A common theme in my blogs is the frustration that people get stuck in the wrong kind of investments wrong in terms of charges, wrong in terms of management and wrong in terms of the suitability of the fund to a person’s needs.
Nowhere is this more prevalent than in defined contribution pensions where the decisions taken years back by an individual or a fiduciary or most likely by an adviser, right as they seemed at the time were wrong then or right then and wrong now.
I look at lists of members of GPPs who are invested in funds that they should never have been in and I want them out into the bright sunny uplands of today’s cheap and efficient products – and there is nothing I can do – like I said – frustrating.
But worse is when I look at a single life policy owned by a group of trustees on behalf of members. The policy is typically invested in one of a number of series of with-profits funds created by the insurer in the heyday of with-profits, the 80s and 90s. I see the dismal return on these funds, the management fees eroding the dismal returns still further and I want them out.
And I can move this money, well I can with the permission of the scheme actuary with the appropriate certificate. I can move this money to the sunny uplands if I can get the scheme actuary to sign off that this is worth doing. Which it almost certainly is.
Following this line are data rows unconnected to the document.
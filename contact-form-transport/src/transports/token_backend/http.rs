//! Token backend HTTP 请求方法

use reqwest::multipart::Form;

use crate::error::Result;
use crate::http_client::HttpUtils;
use crate::traits::{RawApiError, TransportErrorMapper};

use super::{
    AJAX_MARKER_HEADER, AJAX_MARKER_VALUE, SubmitResponse, TOKEN_QUERY_FLAG, TokenBackendTransport,
    TokenIssueResponse,
};

impl TokenBackendTransport {
    /// 向后端请求一枚新的防伪令牌并写入缓存
    pub(crate) async fn fetch_token(&self) -> Result<String> {
        let url = format!("{}?{}", self.endpoint, TOKEN_QUERY_FLAG);

        let (_, response_text) = HttpUtils::execute_request(
            self.client.get(&url),
            self.transport_name(),
            "GET",
            &url,
        )
        .await?;

        let issued: TokenIssueResponse =
            HttpUtils::parse_json(&response_text, self.transport_name())?;

        if !issued.success {
            return Err(self.unknown_error(RawApiError::new(
                "Token endpoint refused to issue a token",
            )));
        }

        let Some(token) = issued.csrf_token.filter(|t| !t.is_empty()) else {
            return Err(self.parse_error("响应中缺少 csrf_token 字段"));
        };

        *self.token.write().await = Some(token.clone());
        log::debug!("[{}] Anti-forgery token refreshed", self.transport_name());
        Ok(token)
    }

    /// 取当前令牌；缓存缺失时懒取
    ///
    /// 初始化时取令牌失败不应把表单锁死，所以这里兜底再取一次。
    pub(crate) async fn current_token(&self) -> Result<String> {
        if let Some(token) = self.token.read().await.clone() {
            return Ok(token);
        }
        self.fetch_token().await
    }

    /// 清除缓存的令牌（令牌被拒后调用）
    pub(crate) async fn invalidate_token(&self) {
        *self.token.write().await = None;
    }

    /// 提交 multipart 表单体并解析响应
    ///
    /// 后端无论业务成败都返回 JSON 信封，HTTP 状态不参与判定
    /// （429 与网关错误已在 `HttpUtils` 中统一处理）。
    pub(crate) async fn post_submission(&self, form: Form) -> Result<SubmitResponse> {
        let request = self
            .client
            .post(&self.endpoint)
            .header(AJAX_MARKER_HEADER, AJAX_MARKER_VALUE)
            .multipart(form);

        let (_, response_text) =
            HttpUtils::execute_request(request, self.transport_name(), "POST", &self.endpoint)
                .await?;

        HttpUtils::parse_json(&response_text, self.transport_name())
    }
}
Ah – “almost” – there is a risk, there is value at risk – there is the risk that by moving the money, one or maybe a few will be worse off than had they stayed. The risk usually surrounds guarantees.
This is where the pension mis-selling crisis has taken us, this is where the abuse of the Equitable Life‘s mutual policyholders has led us. No more can I as a trustee exercise my proper right to switch money from the fetid swamp of legacy with-profits to the sunny uplands of a lightly charged tracker. No more can I as an adviser sanction such a switch.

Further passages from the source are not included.